La Déchéance d’un homme : la malédiction du clown triste

Junji Ito, l’un des mangakas les plus importants de sa génération, est de retour ! Avec La Déchéance d’un homme, adaptation du roman culte d’Osamu Dazai, il nous confronte au désespoir le plus dévorant et à l’horreur de la banalité.

© La Déchéance d'un homme / Junji Ito d'après Osamu Dazai / Delcourt Tonkam / Shogakukan

« J’ai vécu une vie remplie de honte« . Toute son existence, Yozo l’a passé en étant incapable de comprendre le bonheur des gens qui l’entourent, et en craignant le regard des autres. De son incompréhension et de sa peur naquit une profonde solitude qui se transforma en souffrance, et la seule solution qu’il trouve pour palier à cette souffrance est de devenir un bouffon. D’amuser la galerie en se tournant en ridicule pour n’avoir jamais à gagner le respect de qui que ce soit, et surtout pour masquer ses vrais émotions derrière le masque d’un gentil rigolard.

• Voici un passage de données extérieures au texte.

/******************************************************************************
   Author: Joaquín Béjar García
   Email: jb@taunais.com
   Date: 27/1/26
******************************************************************************/

//! Tabular layout format.
//!
//! Layout text describes blocks and the composite messages built from them,
//! one entry per line:
//!
//! ```text
//! # comment
//! layout trailing-attribute        # every field followed by 1 attribute byte
//! block c1101InBlock
//!   formlang   1  code
//!   code       6  text
//! end
//! message c1101
//!   block c1101InBlock
//!   group c1101OutBlock2 20
//! end
//! ```
//!
//! A body line whose second token is a number is a field: `NAME WIDTH KIND`,
//! optionally followed by `pad=zero-left|space-left|space-right`. Other body
//! lines are directives:
//! - `block NAME [as ALIAS]`: embed a previously declared block once
//! - `group NAME COUNT [as ALIAS]`: embed a declared block `COUNT` times
//! - `filler NAME WIDTH`: reserved bytes
//!
//! `block` and `message` headers accept an optional `length N` suffix that is
//! checked against the computed length.

use crate::builder::{AttributeLayout, SchemaBuilder};
use crate::field::{FieldKind, Padding};
use crate::record::RecordSchema;
use std::collections::HashMap;
use tracing::debug;
use triowire_core::SchemaError;

/// Parsed layout document.
#[derive(Debug, Clone, Default)]
pub struct Layout {
    /// Blocks in declaration order.
    blocks: Vec<RecordSchema>,
    /// Composite messages in declaration order.
    messages: Vec<RecordSchema>,
}

#[derive(Debug, Clone, Copy, PartialEq, Eq)]
enum SectionKind {
    Block,
    Message,
}

impl SectionKind {
    const fn keyword(self) -> &'static str {
        match self {
            Self::Block => "block",
            Self::Message => "message",
        }
    }
}

struct Section {
    kind: SectionKind,
    name: String,
    line: usize,
    builder: SchemaBuilder,
}

impl Layout {
    /// Parses layout text.
    ///
    /// # Arguments
    /// * `text` - The layout document
    ///
    /// # Errors
    /// Returns `SchemaError::Parse` for malformed lines,
    /// `SchemaError::UnknownBlock` for references to undeclared blocks, and
    /// any error raised while validating a completed block or message.
    pub fn parse(text: &str) -> Result<Self, SchemaError> {
        let mut layout = Self::default();
        let mut index: HashMap<String, usize> = HashMap::new();
        let mut messages: HashMap<String, usize> = HashMap::new();
        let mut mode = AttributeLayout::Packed;
        let mut open: Option<Section> = None;

        for (number, raw) in text.lines().enumerate() {
            let line = number + 1;
            let content = match raw.find('#') {
                Some(pos) => &raw[..pos],
                None => raw,
            };
            let tokens: Vec<&str> = content.split_whitespace().collect();
            let Some(&head) = tokens.first() else {
                continue;
            };

            let Some(mut section) = open.take() else {
                match head {
                    "layout" => {
                        let [_, value] = tokens[..] else {
                            return Err(parse_error(line, "expected 'layout MODE'"));
                        };
                        mode = value.parse().map_err(|e: String| parse_error(line, &e))?;
                    }
                    "block" | "message" => {
                        let kind = if head == "block" {
                            SectionKind::Block
                        } else {
                            SectionKind::Message
                        };
                        open = Some(open_section(kind, &tokens, line, mode)?);
                    }
                    other => {
                        return Err(parse_error(
                            line,
                            &format!("unexpected '{}' outside a block or message", other),
                        ));
                    }
                }
                continue;
            };

            if head == "end" {
                if tokens.len() != 1 {
                    return Err(parse_error(line, "unexpected tokens after 'end'"));
                }
                let schema = section.builder.build()?;
                debug!(
                    "layout: {} {} is {} bytes",
                    section.kind.keyword(),
                    schema.name(),
                    schema.length()
                );
                let (table, names) = match section.kind {
                    SectionKind::Block => (&mut layout.blocks, &mut index),
                    SectionKind::Message => (&mut layout.messages, &mut messages),
                };
                if names.contains_key(&section.name) {
                    return Err(parse_error(
                        section.line,
                        &format!("{} '{}' is declared twice", section.kind.keyword(), section.name),
                    ));
                }
                names.insert(section.name, table.len());
                table.push(schema);
                continue;
            }

            let is_field_line = tokens.get(1).is_some_and(|t| t.parse::<usize>().is_ok());
            section.builder = if is_field_line {
                parse_field(section.builder, &tokens, line)?
            } else {
                match head {
                    "block" => {
                        let (name, alias) = match tokens[..] {
                            [_, name] => (name, name),
                            [_, name, "as", alias] => (name, alias),
                            _ => {
                                return Err(parse_error(line, "expected 'block NAME [as ALIAS]'"));
                            }
                        };
                        let schema = lookup(&layout.blocks, &index, name, line)?;
                        section.builder.block(alias, schema)
                    }
                    "group" => {
                        let (name, count, alias) = match tokens[..] {
                            [_, name, count] => (name, count, name),
                            [_, name, count, "as", alias] => (name, count, alias),
                            _ => {
                                return Err(parse_error(
                                    line,
                                    "expected 'group NAME COUNT [as ALIAS]'",
                                ));
                            }
                        };
                        let count = parse_number(count, line, "repetition count")?;
                        let schema = lookup(&layout.blocks, &index, name, line)?;
                        section.builder.group(alias, schema, count)
                    }
                    "filler" => {
                        let [_, name, width] = tokens[..] else {
                            return Err(parse_error(line, "expected 'filler NAME WIDTH'"));
                        };
                        let width = parse_number(width, line, "width")?;
                        section.builder.filler(name, width)
                    }
                    other => {
                        return Err(parse_error(
                            line,
                            &format!(
                                "unexpected '{}' inside {} {}",
                                other,
                                section.kind.keyword(),
                                section.name
                            ),
                        ));
                    }
                }
            };
            open = Some(section);
        }

        if let Some(section) = open {
            return Err(parse_error(
                section.line,
                &format!(
                    "{} '{}' is not terminated by 'end'",
                    section.kind.keyword(),
                    section.name
                ),
            ));
        }

        debug!(
            "layout: parsed {} blocks and {} messages",
            layout.blocks.len(),
            layout.messages.len()
        );
        Ok(layout)
    }

    /// Returns the blocks in declaration order.
    #[must_use]
    pub fn blocks(&self) -> &[RecordSchema] {
        &self.blocks
    }

    /// Returns the composite messages in declaration order.
    #[must_use]
    pub fn messages(&self) -> &[RecordSchema] {
        &self.messages
    }

    /// Gets a block by name.
    #[must_use]
    pub fn block(&self, name: &str) -> Option<&RecordSchema> {
        self.blocks.iter().find(|s| s.name() == name)
    }

    /// Gets a composite message by name.
    #[must_use]
    pub fn message(&self, name: &str) -> Option<&RecordSchema> {
        self.messages.iter().find(|s| s.name() == name)
    }

    /// Returns every schema, blocks first.
    pub fn schemas(&self) -> impl Iterator<Item = &RecordSchema> {
        self.blocks.iter().chain(self.messages.iter())
    }
}

fn open_section(
    kind: SectionKind,
    tokens: &[&str],
    line: usize,
    mode: AttributeLayout,
) -> Result<Section, SchemaError> {
    let (name, declared) = match tokens {
        [_, name] => (*name, None),
        [_, name, "length", length] => (*name, Some(parse_number(length, line, "length")?)),
        _ => {
            return Err(parse_error(
                line,
                &format!("expected '{} NAME [length N]'", kind.keyword()),
            ));
        }
    };
    let mut builder = SchemaBuilder::new(name).with_layout(mode);
    if let Some(declared) = declared {
        builder = builder.declared_length(declared);
    }
    Ok(Section {
        kind,
        name: name.to_string(),
        line,
        builder,
    })
}

fn parse_field(
    builder: SchemaBuilder,
    tokens: &[&str],
    line: usize,
) -> Result<SchemaBuilder, SchemaError> {
    let (name, width, kind, options) = match tokens {
        [name, width, kind, options @ ..] => (*name, *width, *kind, options),
        _ => return Err(parse_error(line, "expected 'NAME WIDTH KIND'")),
    };
    let width = parse_number(width, line, "width")?;
    let kind: FieldKind = kind.parse().map_err(|e: String| parse_error(line, &e))?;

    let mut padding = kind.default_padding();
    for option in options {
        match option.split_once('=') {
            Some(("pad", value)) => {
                padding = value
                    .parse::<Padding>()
                    .map_err(|e| parse_error(line, &e))?;
            }
            _ => {
                return Err(parse_error(
                    line,
                    &format!("unknown field option '{}'", option),
                ));
            }
        }
    }
    Ok(builder.padded_field(name, width, kind, padding))
}

fn lookup(
    blocks: &[RecordSchema],
    index: &HashMap<String, usize>,
    name: &str,
    line: usize,
) -> Result<RecordSchema, SchemaError> {
    index
        .get(name)
        .and_then(|&i| blocks.get(i))
        .cloned()
        .ok_or_else(|| SchemaError::UnknownBlock {
            name: name.to_string(),
            line,
        })
}

fn parse_number(token: &str, line: usize, what: &str) -> Result<usize, SchemaError> {
    token
        .parse()
        .map_err(|_| parse_error(line, &format!("invalid {} '{}'", what, token)))
}

fn parse_error(line: usize, reason: &str) -> SchemaError {
    SchemaError::Parse {
        line,
        reason: reason.to_string(),
    }
}

#[cfg(test)]
mod tests {
    use super::*;
    use crate::record::Entry;

    const SAMPLE: &str = "\
# sample
layout trailing-attribute

block c1101InBlock  # input
  formlang   1  code(k,e)
  code       6  text
end

layout packed
block c1101OutBlock2
  time       8  text
  price      7  decimal   pad=space-left
end

message c1101
  block c1101InBlock
  group c1101OutBlock2 20 as rows
end
";

    #[test]
    fn test_parse_sample() {
        let layout = Layout::parse(SAMPLE).unwrap();
        assert_eq!(layout.blocks().len(), 2);
        assert_eq!(layout.messages().len(), 1);

        let input = layout.block("c1101InBlock").unwrap();
        assert_eq!(input.length(), 9);
        assert_eq!(
            input.field("formlang").unwrap().kind,
            FieldKind::code(["k", "e"])
        );

        let rows = layout.block("c1101OutBlock2").unwrap();
        assert_eq!(rows.length(), 15);
        assert_eq!(rows.field("price").unwrap().padding, Padding::SpaceLeft);

        let message = layout.message("c1101").unwrap();
        assert_eq!(message.length(), 9 + 15 * 20);
        match message.entry("rows") {
            Some(Entry::Group(group)) => assert_eq!(group.count, 20),
            other => panic!("unexpected entry: {other:?}"),
        }
        assert_eq!(layout.schemas().count(), 3);
    }

    #[test]
    fn test_parse_unknown_block() {
        let text = "message c1101\n  block missing\nend\n";
        assert_eq!(
            Layout::parse(text).unwrap_err(),
            SchemaError::UnknownBlock {
                name: "missing".to_string(),
                line: 2,
            }
        );
    }

    #[test]
    fn test_parse_reports_line_numbers() {
        let bad_kind = "block b\n  code 6 blob\nend\n";
        assert!(matches!(
            Layout::parse(bad_kind),
            Err(SchemaError::Parse { line: 2, .. })
        ));

        let unterminated = "block b\n  code 6 text\n";
        assert!(matches!(
            Layout::parse(unterminated),
            Err(SchemaError::Parse { line: 1, .. })
        ));

        let stray = "code 6 text\n";
        assert!(matches!(
            Layout::parse(stray),
            Err(SchemaError::Parse { line: 1, .. })
        ));

        let bad_option = "block b\n  code 6 text align=left\nend\n";
        assert!(matches!(
            Layout::parse(bad_option),
            Err(SchemaError::Parse { line: 2, .. })
        ));
    }

    #[test]
    fn test_parse_duplicate_block() {
        let text = "block b\n  code 6 text\nend\nblock b\n  code 6 text\nend\n";
        assert!(matches!(
            Layout::parse(text),
            Err(SchemaError::Parse { line: 4, .. })
        ));
    }

    #[test]
    fn test_parse_declared_length_and_filler() {
        let text = "block b length 10\n  code 6 text\n  filler spare 4\nend\n";
        let layout = Layout::parse(text).unwrap();
        assert_eq!(layout.block("b").unwrap().length(), 10);

        let short = "block b length 9\n  code 6 text\n  filler spare 4\nend\n";
        assert!(matches!(
            Layout::parse(short),
            Err(SchemaError::LengthMismatch { declared: 9, computed: 10, .. })
        ));
    }

    #[test]
    fn test_field_named_like_keyword() {
        let text = "block b\n  filler 9 text\nend\n";
        let layout = Layout::parse(text).unwrap();
        assert!(layout.block("b").unwrap().field("filler").is_some());
    }
}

Mais le destin d’un tel homme ne peut être que tragique, et de sa plus tendre enfance jusqu’à son âge adulte, il entraine la mort et l’affliction dans son sillage, transformant un à un tous ses proches en fantômes qui viennent le hanter sans répit. Au gré de la série, on suit les déambulations macabres de Yozo, damné parmi les vivants, dans un Japon en crise livré aux vices et à l’incertitude.

La souffrance sous le masque

La Déchéance d’un homme est un manga très dur, par le sujet et par le dessin. En suivant la vie de Yozo, le lecteur est confronté à une forme de désespoir aussi crue qu’invasive, qui fait naître un réel malaise au fil des pages. Accablé par la vie, Yozo est autant dangereux pour les autres que pour lui-même, et l’empathie du lecteur pour lui se mue sans cesse en dégout dans un jeu d’alternance de plus déroutant. Antipathique, misérable, cruel, maudit, il est un anti-héros absolument détestable, et en même temps le catalyseur de beaucoup de souffrances très contemporaines, dans lesquelles nombre de lecteurs pourraient se reconnaître malgré eux.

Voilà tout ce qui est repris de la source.